** Opening Given entries block **
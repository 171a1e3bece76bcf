//! Configuration management
//!
//! Settings live in an INI file. The file is only read; session changes made
//! with `set` are never written back.

use crate::models::ModelEntry;
use crate::state::{parse_bool, SessionDefaults};
use crate::{Result, RobopError};
use ini::Ini;
use log::{debug, info};
use std::path::{Path, PathBuf};
use std::str::FromStr;
use std::time::Duration;

/// Application configuration
pub struct Config {
    /// INI configuration storage
    ini: Ini,

    /// File the configuration was read from, if any
    path: Option<PathBuf>,
}

impl Config {
    /// Load configuration
    ///
    /// An explicit path must exist. Without one, the per-user file
    /// (`~/.config/robop/robop.cfg` on Linux) is used when present, and the
    /// built-in defaults otherwise.
    pub fn load(explicit: Option<&Path>) -> Result<Self> {
        let path = match explicit {
            Some(path) => {
                if !path.exists() {
                    return Err(RobopError::Config(format!(
                        "config file {} does not exist",
                        path.display()
                    )));
                }
                Some(path.to_path_buf())
            }
            None => Self::user_config_path().filter(|p| p.exists()),
        };

        let Some(path) = path else {
            info!("No config file found, using built-in defaults");
            return Ok(Self::defaults());
        };

        debug!("Loading config from {:?}", path);
        let ini = Ini::load_from_file(&path).map_err(|e| {
            RobopError::IniParse(format!("Failed to load {}: {}", path.display(), e))
        })?;

        Ok(Self {
            ini,
            path: Some(path),
        })
    }

    /// Parse configuration from INI text
    pub fn parse(text: &str) -> Result<Self> {
        let ini = Ini::load_from_str(text).map_err(|e| RobopError::IniParse(e.to_string()))?;
        Ok(Self { ini, path: None })
    }

    /// Built-in configuration
    pub fn defaults() -> Self {
        Self {
            ini: Self::default_config(),
            path: None,
        }
    }

    /// Per-user config file location
    fn user_config_path() -> Option<PathBuf> {
        dirs::config_dir().map(|dir| dir.join("robop").join("robop.cfg"))
    }

    /// File the configuration came from
    pub fn path(&self) -> Option<&Path> {
        self.path.as_deref()
    }

    /// Create default configuration
    fn default_config() -> Ini {
        let mut ini = Ini::new();

        ini.with_section(Some("audio"))
            .set("sample_rate", "48000")
            .set("player", "auto");

        ini.with_section(Some("paths"))
            .set("scratch_dir", "tmp/wav")
            .set("model_root", "../models");

        ini.with_section(Some("tts"))
            .set("command", "auto")
            .set("output_timeout_ms", "2000")
            .set("poll_interval_ms", "20");

        let defaults = SessionDefaults::default();
        ini.with_section(Some("session"))
            .set("speed", defaults.speed.to_string())
            .set("gap", defaults.gap.to_string())
            .set("pitch", defaults.pitch.to_string())
            .set("amp", defaults.amp.to_string())
            .set("voice", defaults.voice)
            .set("model", defaults.model)
            .set("playraw", defaults.play_raw.to_string())
            .set("playrave", defaults.play_rave.to_string())
            .set("debug", defaults.debug.to_string())
            .set("prompt", crate::session::PROMPT);

        ini.with_section(Some("models"))
            .set("human", "human01rt/2M83.onnx, 48000, 0")
            .set("machine", "machine01rt/2M81.onnx, 48000, 0")
            .set("humanmachine", "humanmachine01rt/4M1.onnx, 48000, 0")
            .set("humanmachine_noft", "humanmachine01rt/3M_nofinetuning.onnx, 48000, 0");

        ini
    }

    /// Get a string value from config
    pub fn get_string(&self, section: &str, key: &str, default: &str) -> String {
        self.ini
            .get_from(Some(section), key)
            .unwrap_or(default)
            .to_string()
    }

    /// Get a parsed value, failing if the stored text does not parse
    fn get_parsed<T: FromStr>(&self, section: &str, key: &str, default: T) -> Result<T> {
        match self.ini.get_from(Some(section), key) {
            Some(raw) => raw.trim().parse().map_err(|_| {
                RobopError::Config(format!("[{}] {} has invalid value '{}'", section, key, raw))
            }),
            None => Ok(default),
        }
    }

    /// Get a boolean value, accepting the same tokens as `set`
    fn get_bool(&self, section: &str, key: &str, default: bool) -> Result<bool> {
        match self.ini.get_from(Some(section), key) {
            Some(raw) => parse_bool(raw.trim()).ok_or_else(|| {
                RobopError::Config(format!("[{}] {} has invalid value '{}'", section, key, raw))
            }),
            None => Ok(default),
        }
    }

    /// Playback and TTS input sample rate
    pub fn sample_rate(&self) -> Result<u32> {
        let rate = self.get_parsed("audio", "sample_rate", 48000u32)?;
        if rate == 0 {
            return Err(RobopError::Config("[audio] sample_rate must be > 0".to_string()));
        }
        Ok(rate)
    }

    /// Playback backend: auto, aplay, paplay or none
    pub fn player(&self) -> String {
        self.get_string("audio", "player", "auto")
    }

    /// Directory for raw and resynthesized audio files
    pub fn scratch_dir(&self) -> PathBuf {
        PathBuf::from(self.get_string("paths", "scratch_dir", "tmp/wav"))
    }

    /// Directory model paths are relative to
    pub fn model_root(&self) -> PathBuf {
        PathBuf::from(self.get_string("paths", "model_root", "../models"))
    }

    /// Explicit TTS executable, `None` for auto-detection
    pub fn tts_command(&self) -> Option<String> {
        let command = self.get_string("tts", "command", "auto");
        if command.is_empty() || command == "auto" {
            None
        } else {
            Some(command)
        }
    }

    /// How long to wait for the TTS output file to appear
    pub fn output_timeout(&self) -> Result<Duration> {
        self.get_parsed("tts", "output_timeout_ms", 2000u64)
            .map(Duration::from_millis)
    }

    /// Interval between output file checks
    pub fn poll_interval(&self) -> Result<Duration> {
        self.get_parsed("tts", "poll_interval_ms", 20u64)
            .map(Duration::from_millis)
    }

    /// Prompt shown before each input line
    pub fn prompt(&self) -> String {
        self.get_string("session", "prompt", crate::session::PROMPT)
    }

    /// Starting values for session parameters
    pub fn session_defaults(&self) -> Result<SessionDefaults> {
        let fallback = SessionDefaults::default();
        let defaults = SessionDefaults {
            speed: self.get_parsed("session", "speed", fallback.speed)?,
            gap: self.get_parsed("session", "gap", fallback.gap)?,
            pitch: self.get_parsed("session", "pitch", fallback.pitch)?,
            amp: self.get_parsed("session", "amp", fallback.amp)?,
            voice: self.get_string("session", "voice", &fallback.voice),
            model: self.get_string("session", "model", &fallback.model),
            play_raw: self.get_bool("session", "playraw", fallback.play_raw)?,
            play_rave: self.get_bool("session", "playrave", fallback.play_rave)?,
            debug: self.get_bool("session", "debug", fallback.debug)?,
        };

        if defaults.speed == 0 || defaults.pitch > 99 || defaults.amp > 200 {
            return Err(RobopError::Config(
                "[session] speed must be > 0, pitch 0-99 and amp 0-200".to_string(),
            ));
        }
        Ok(defaults)
    }

    /// Model table in file order
    ///
    /// Each entry reads `name = relative/path, sample_rate, latency_seconds`.
    pub fn model_entries(&self) -> Result<Vec<ModelEntry>> {
        let Some(section) = self.ini.section(Some("models")) else {
            return Ok(Vec::new());
        };

        let entries = section
            .iter()
            .map(|(name, value)| ModelEntry::parse(name, value))
            .collect::<Result<Vec<_>>>()?;
        debug!("Loaded {} model entries", entries.len());
        Ok(entries)
    }
}

#[cfg(test)]
mod tests {
    use super::*;

    #[test]
    fn test_defaults_match_session_defaults() {
        let config = Config::defaults();
        assert_eq!(config.session_defaults().unwrap(), SessionDefaults::default());
        assert_eq!(config.sample_rate().unwrap(), 48000);
        assert_eq!(config.prompt(), "👄");
        assert!(config.tts_command().is_none());
    }

    #[test]
    fn test_default_model_table_order() {
        let names: Vec<String> = Config::defaults()
            .model_entries()
            .unwrap()
            .into_iter()
            .map(|e| e.name)
            .collect();
        assert_eq!(names, ["human", "machine", "humanmachine", "humanmachine_noft"]);
    }

    #[test]
    fn test_default_models_are_onnx_exports() {
        for entry in Config::defaults().model_entries().unwrap() {
            assert_eq!(
                entry.relative_path.extension().and_then(|e| e.to_str()),
                Some("onnx"),
                "{}",
                entry.name
            );
        }
    }

    #[test]
    fn test_invalid_number_is_reported() {
        let config = Config::parse("[session]\npitch = high\n").unwrap();
        let err = config.session_defaults().unwrap_err();
        assert!(err.to_string().contains("pitch"));
    }

    #[test]
    fn test_out_of_range_default_is_rejected() {
        let config = Config::parse("[session]\namp = 250\n").unwrap();
        assert!(config.session_defaults().is_err());
    }

    #[test]
    fn test_timeouts() {
        let config = Config::parse("[tts]\noutput_timeout_ms = 500\n").unwrap();
        assert_eq!(config.output_timeout().unwrap(), Duration::from_millis(500));
        assert_eq!(config.poll_interval().unwrap(), Duration::from_millis(20));
    }
}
** Closing Given entries block **
◆ **Task**
Throughout the data above, report every line that contains the string "return".

◆ **Response area**
                    return Err(RobopError::Config(format!(
            return Ok(Self::defaults());
            return Err(RobopError::Config("[audio] sample_rate must be > 0".to_string()));
            return Err(RobopError::Config(
            return Ok(Vec::new());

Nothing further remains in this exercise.